Nos referimos a Ecuador, Bolivia, Argentina y Venezuela. Sus reacciones iniciales son de un total rechazo al reconocimiento del nuevo presidente paraguayo Federico Franco.

Por otro lado está el bloque suramericano de países contrarios a estas tendencias ideológicas y políticas, cuyas respuestas sobre el caso paraguayo, no han sido automáticas y parecen más mesuradas, esperando probablemente que los acontecimientos se desarrollen un poco más.

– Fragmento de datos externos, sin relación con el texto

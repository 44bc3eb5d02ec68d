use clap::{Parser, Subcommand};
use std::process::ExitCode;
use std::time::Duration;
use switchboard::{BridgeConfig, BridgeConfigBuilder, ConfigError, LogFormat};
use tracing_subscriber::EnvFilter;

mod commands;

use commands::CliError;

#[derive(Parser, Debug)]
#[command(name = "switchboard", version)]
#[command(about = "Switchboard - personal data tools over the Model Context Protocol")]
struct Cli {
    /// Log output format (json, pretty); overrides SWITCHBOARD_LOG_FORMAT
    #[arg(long, global = true, value_parser = parse_log_format)]
    log_format: Option<LogFormat>,

    /// Default per-call deadline in seconds; overrides SWITCHBOARD_TOOL_TIMEOUT_SECS
    #[arg(long, global = true)]
    tool_timeout_secs: Option<u64>,

    /// Leave the maps tools unarmed instead of driving the automation host
    #[arg(long, global = true)]
    no_automation: bool,

    #[command(subcommand)]
    command: Commands,
}

#[derive(Subcommand, Debug)]
enum Commands {
    /// Serve MCP over stdin/stdout
    Serve,
    /// List the available tools grouped by domain
    Tools {
        /// Only list tools of this domain
        #[arg(long)]
        domain: Option<String>,
    },
    /// Dispatch a single tool call and print the result envelope
    Call {
        /// Tool name, e.g. maps_search
        name: String,
        /// Arguments as a JSON object
        #[arg(long)]
        args: Option<String>,
        /// Deadline for this call, e.g. 500ms or 10s
        #[arg(long, value_parser = humantime::parse_duration)]
        timeout: Option<Duration>,
    },
}

fn parse_log_format(value: &str) -> Result<LogFormat, ConfigError> {
    value.parse()
}

fn load_config(cli: &Cli) -> Result<BridgeConfig, ConfigError> {
    let mut builder = BridgeConfigBuilder::from_env()?;
    if let Some(format) = cli.log_format {
        builder = builder.log_format(format);
    }
    if let Some(secs) = cli.tool_timeout_secs {
        builder = builder.tool_timeout_secs(secs);
    }
    if cli.no_automation {
        builder = builder.enable_automation(false);
    }
    builder.build()
}

/// Initialize logging once. Logs go to stderr; stdout carries MCP frames.
///
/// Fails if a global subscriber is already installed.
fn init_logging(format: LogFormat) -> Result<(), Box<dyn std::error::Error + Send + Sync>> {
    let env_filter = EnvFilter::try_from_default_env().unwrap_or_else(|_| EnvFilter::new("info"));
    let builder = tracing_subscriber::fmt()
        .with_env_filter(env_filter)
        .with_writer(std::io::stderr);

    match format {
        LogFormat::Json => builder.json().try_init(),
        LogFormat::Pretty => builder.pretty().try_init(),
    }
}

async fn run(cli: Cli, config: BridgeConfig) -> Result<ExitCode, CliError> {
    match cli.command {
        Commands::Serve => {
            commands::serve(&config).await?;
            Ok(ExitCode::SUCCESS)
        }
        Commands::Tools { domain } => {
            print!("{}", commands::tools(domain.as_deref())?);
            Ok(ExitCode::SUCCESS)
        }
        Commands::Call {
            name,
            args,
            timeout,
        } => {
            let (output, failed) =
                commands::call(&config, &name, args.as_deref(), timeout).await?;
            println!("{output}");
            Ok(if failed {
                ExitCode::FAILURE
            } else {
                ExitCode::SUCCESS
            })
        }
    }
}

#[tokio::main]
async fn main() -> ExitCode {
    let cli = Cli::parse();

    let config = match load_config(&cli) {
        Ok(config) => config,
        Err(err) => {
            eprintln!("Error: {err}");
            return ExitCode::FAILURE;
        }
    };
    if let Err(err) = init_logging(config.log_format) {
        eprintln!("Warning: logging disabled: {err}");
    }

    match run(cli, config).await {
        Ok(code) => code,
        Err(err) => {
            tracing::error!(error = %err, "Command failed");
            eprintln!("Error: {err}");
            ExitCode::FAILURE
        }
    }
}

#[cfg(test)]
mod tests {
    use super::*;

    #[test]
    fn call_accepts_human_timeouts() {
        let cli = Cli::try_parse_from([
            "switchboard",
            "call",
            "maps_search",
            "--args",
            r#"{"query": "cafe"}"#,
            "--timeout",
            "500ms",
        ])
        .unwrap();

        match cli.command {
            Commands::Call { name, timeout, .. } => {
                assert_eq!(name, "maps_search");
                assert_eq!(timeout, Some(Duration::from_millis(500)));
            }
            other => panic!("unexpected command {other:?}"),
        }
    }

    #[test]
    fn global_flags_override_configuration() {
        let cli = Cli::try_parse_from([
            "switchboard",
            "tools",
            "--log-format",
            "pretty",
            "--no-automation",
            "--tool-timeout-secs",
            "12",
        ])
        .unwrap();

        assert_eq!(cli.log_format, Some(LogFormat::Pretty));
        let builder = BridgeConfigBuilder::new()
            .log_format(cli.log_format.unwrap_or_default())
            .tool_timeout_secs(cli.tool_timeout_secs.unwrap_or(30))
            .enable_automation(!cli.no_automation);
        let config = builder.build().unwrap();
        assert_eq!(config.tool_timeout, Duration::from_secs(12));
        assert!(!config.enable_automation);
    }

    #[test]
    fn second_logging_init_is_reported() {
        init_logging(LogFormat::Json).ok();
        assert!(init_logging(LogFormat::Pretty).is_err());
    }

    #[test]
    fn unknown_log_format_is_rejected() {
        let result = Cli::try_parse_from(["switchboard", "--log-format", "xml", "serve"]);
        assert!(result.is_err());
    }
}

Por ejemplo, el ministro de Relaciones Exteriores de Chile, Alfredo Moreno, manifestó que lo lamentaba por Lugo, pero que se pronunciarían después. Dijo esto en Paraguay cuando participaba con los miembros de Unasur.

El presidente de Colombia, Juan Manuel Santos, lamentó la «remoción» de Fernando Lugo, pero afirmó que «formalmente no hubo rompimiento de la democracia» porque se cumplieron las leyes del país.

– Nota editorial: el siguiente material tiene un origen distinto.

//! Bridge configuration loading from environment variables
//!
//! ## Environment Variables
//!
//! - `SWITCHBOARD_TOOL_TIMEOUT_SECS` - Default deadline for each tool call (default: 30, max: 300)
//! - `SWITCHBOARD_SCRIPT_TIMEOUT_SECS` - Time limit for each automation script (default: 20, max: 300,
//!   below the tool timeout while automation is enabled)
//! - `SWITCHBOARD_LOG_FORMAT` - `json` or `pretty` (default: json)
//! - `SWITCHBOARD_ENABLE_AUTOMATION` - Arm the maps tools against the automation host (default: true)

use std::fmt;
use std::str::FromStr;
use std::time::Duration;

pub const ENV_TOOL_TIMEOUT: &str = "SWITCHBOARD_TOOL_TIMEOUT_SECS";
pub const ENV_SCRIPT_TIMEOUT: &str = "SWITCHBOARD_SCRIPT_TIMEOUT_SECS";
pub const ENV_LOG_FORMAT: &str = "SWITCHBOARD_LOG_FORMAT";
pub const ENV_ENABLE_AUTOMATION: &str = "SWITCHBOARD_ENABLE_AUTOMATION";

const MAX_TIMEOUT_SECS: u64 = 300;

/// Error type for configuration loading
#[derive(Debug, thiserror::Error)]
pub enum ConfigError {
    #[error("Invalid environment variable '{key}': {message}")]
    InvalidEnvVar { key: String, message: String },

    #[error("Configuration validation failed: {0}")]
    ValidationError(String),
}

/// Output format of the log subscriber.
#[derive(Debug, Clone, Copy, PartialEq, Eq, Default)]
pub enum LogFormat {
    #[default]
    Json,
    Pretty,
}

impl FromStr for LogFormat {
    type Err = ConfigError;

    fn from_str(value: &str) -> Result<Self, Self::Err> {
        match value.to_lowercase().as_str() {
            "json" => Ok(LogFormat::Json),
            "pretty" | "text" => Ok(LogFormat::Pretty),
            _ => Err(ConfigError::ValidationError(format!(
                "unknown log format '{value}', expected json or pretty"
            ))),
        }
    }
}

impl fmt::Display for LogFormat {
    fn fmt(&self, f: &mut fmt::Formatter<'_>) -> fmt::Result {
        match self {
            LogFormat::Json => f.write_str("json"),
            LogFormat::Pretty => f.write_str("pretty"),
        }
    }
}

/// Validated bridge configuration.
#[derive(Debug, Clone, PartialEq, Eq)]
pub struct BridgeConfig {
    pub tool_timeout: Duration,
    pub script_timeout: Duration,
    pub log_format: LogFormat,
    pub enable_automation: bool,
}

impl Default for BridgeConfig {
    fn default() -> Self {
        Self {
            tool_timeout: Duration::from_secs(30),
            script_timeout: Duration::from_secs(20),
            log_format: LogFormat::Json,
            enable_automation: true,
        }
    }
}

impl fmt::Display for BridgeConfig {
    fn fmt(&self, f: &mut fmt::Formatter<'_>) -> fmt::Result {
        write!(
            f,
            "tool timeout {}, script timeout {}, logs {}, automation {}",
            humantime::format_duration(self.tool_timeout),
            humantime::format_duration(self.script_timeout),
            self.log_format,
            if self.enable_automation { "on" } else { "off" }
        )
    }
}

/// Builder for [`BridgeConfig`] with environment variable support
#[derive(Debug, Clone)]
pub struct BridgeConfigBuilder {
    tool_timeout_secs: u64,
    script_timeout_secs: u64,
    log_format: LogFormat,
    enable_automation: bool,
}

impl Default for BridgeConfigBuilder {
    fn default() -> Self {
        let defaults = BridgeConfig::default();
        Self {
            tool_timeout_secs: defaults.tool_timeout.as_secs(),
            script_timeout_secs: defaults.script_timeout.as_secs(),
            log_format: defaults.log_format,
            enable_automation: defaults.enable_automation,
        }
    }
}

impl BridgeConfigBuilder {
    #[must_use]
    pub fn new() -> Self {
        Self::default()
    }

    /// Load configuration from the process environment
    ///
    /// # Errors
    ///
    /// Returns `ConfigError` if any variable has an invalid value.
    pub fn from_env() -> Result<Self, ConfigError> {
        Self::from_lookup(|key| std::env::var(key).ok())
    }

    /// Load configuration through an arbitrary variable lookup.
    pub fn from_lookup<F>(lookup: F) -> Result<Self, ConfigError>
    where
        F: Fn(&str) -> Option<String>,
    {
        let mut builder = Self::default();

        if let Some(secs) = get_u64(&lookup, ENV_TOOL_TIMEOUT)? {
            builder = builder.tool_timeout_secs(secs);
        }
        if let Some(secs) = get_u64(&lookup, ENV_SCRIPT_TIMEOUT)? {
            builder = builder.script_timeout_secs(secs);
        }
        if let Some(format) = lookup(ENV_LOG_FORMAT) {
            let format =
                format
                    .parse::<LogFormat>()
                    .map_err(|err| ConfigError::InvalidEnvVar {
                        key: ENV_LOG_FORMAT.to_string(),
                        message: err.to_string(),
                    })?;
            builder = builder.log_format(format);
        }
        if let Some(enabled) = get_bool(&lookup, ENV_ENABLE_AUTOMATION)? {
            builder = builder.enable_automation(enabled);
        }

        Ok(builder)
    }

    #[must_use]
    pub fn tool_timeout_secs(mut self, secs: u64) -> Self {
        self.tool_timeout_secs = secs;
        self
    }

    #[must_use]
    pub fn script_timeout_secs(mut self, secs: u64) -> Self {
        self.script_timeout_secs = secs;
        self
    }

    #[must_use]
    pub fn log_format(mut self, format: LogFormat) -> Self {
        self.log_format = format;
        self
    }

    #[must_use]
    pub fn enable_automation(mut self, enabled: bool) -> Self {
        self.enable_automation = enabled;
        self
    }

    /// Validate configuration and build [`BridgeConfig`]
    ///
    /// # Errors
    ///
    /// Returns `ConfigError::ValidationError` if a timeout is out of range, or
    /// if automation is enabled and the script limit is not shorter than the
    /// tool deadline.
    pub fn build(self) -> Result<BridgeConfig, ConfigError> {
        self.validate()?;

        Ok(BridgeConfig {
            tool_timeout: Duration::from_secs(self.tool_timeout_secs),
            script_timeout: Duration::from_secs(self.script_timeout_secs),
            log_format: self.log_format,
            enable_automation: self.enable_automation,
        })
    }

    fn validate(&self) -> Result<(), ConfigError> {
        for (field, secs) in [
            ("tool_timeout_secs", self.tool_timeout_secs),
            ("script_timeout_secs", self.script_timeout_secs),
        ] {
            if secs == 0 {
                return Err(ConfigError::ValidationError(format!(
                    "{field} must be greater than 0"
                )));
            }
            if secs > MAX_TIMEOUT_SECS {
                return Err(ConfigError::ValidationError(format!(
                    "{field} must be <= {MAX_TIMEOUT_SECS} (5 minutes)"
                )));
            }
        }
        // Scripts must hit their own limit before the call deadline fires.
        if self.enable_automation && self.script_timeout_secs >= self.tool_timeout_secs {
            return Err(ConfigError::ValidationError(format!(
                "script_timeout_secs ({}) must be less than tool_timeout_secs ({})",
                self.script_timeout_secs, self.tool_timeout_secs
            )));
        }
        Ok(())
    }
}

fn get_bool<F>(lookup: &F, key: &str) -> Result<Option<bool>, ConfigError>
where
    F: Fn(&str) -> Option<String>,
{
    match lookup(key) {
        Some(val) => match val.to_lowercase().as_str() {
            "true" | "1" | "yes" | "on" => Ok(Some(true)),
            "false" | "0" | "no" | "off" => Ok(Some(false)),
            _ => Err(ConfigError::InvalidEnvVar {
                key: key.to_string(),
                message: format!(
                    "invalid boolean value '{val}', expected true/false/1/0/yes/no/on/off"
                ),
            }),
        },
        None => Ok(None),
    }
}

fn get_u64<F>(lookup: &F, key: &str) -> Result<Option<u64>, ConfigError>
where
    F: Fn(&str) -> Option<String>,
{
    match lookup(key) {
        Some(val) => val
            .trim()
            .parse::<u64>()
            .map(Some)
            .map_err(|e| ConfigError::InvalidEnvVar {
                key: key.to_string(),
                message: format!("invalid u64 value '{val}': {e}"),
            }),
        None => Ok(None),
    }
}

Mientras que para México, el proceso de destitución se desarrolló de acuerdo con el procedimiento establecido en la Constitución, aunque considera que no se le otorgaron “los espacios y tiempos para la debida defensa, como lo requería la trascendencia de la decisión que condujo a la remoción de su cargo” (larepublica.ec)

Hasta hoy no ha habido pronunciamiento de la Organización de Estados Americanos (OEA).

Tampoco se conocen las reacciones de todos los países centroamericanos. Se estima que reaccionarán siguiendo sus alianzas con algunas de las dos corrientes. Por ejemplo, Nicaragua es probable que haga causa común con el ALBA.

Para Costa Rica, en opinión de su canciller, Enrique Castillo, el procedimiento que llevó a la destitución de Lugo “muestra visos de golpe de Estado” , por lo cual su país rechaza esa medida del Congreso paraguayo y ofreció darle asilo político al presidente defenestrado, Fernando Lugo.

Curiosamente al interior de Paraguay la población pareciera haber tomado el cambio presidencial con más calma que en el exterior. El mismo Fernando Lugo ha sido reconocido por su gallardía de aceptar la decisión de las Cámaras, antes que sumir al país en un caos político y económico, si hubiera optado la vía del rechazo. Además, de no aceptarlo habría corrido con el  riesgo de un juicio político, que podría haberlo llevado a la cárcel.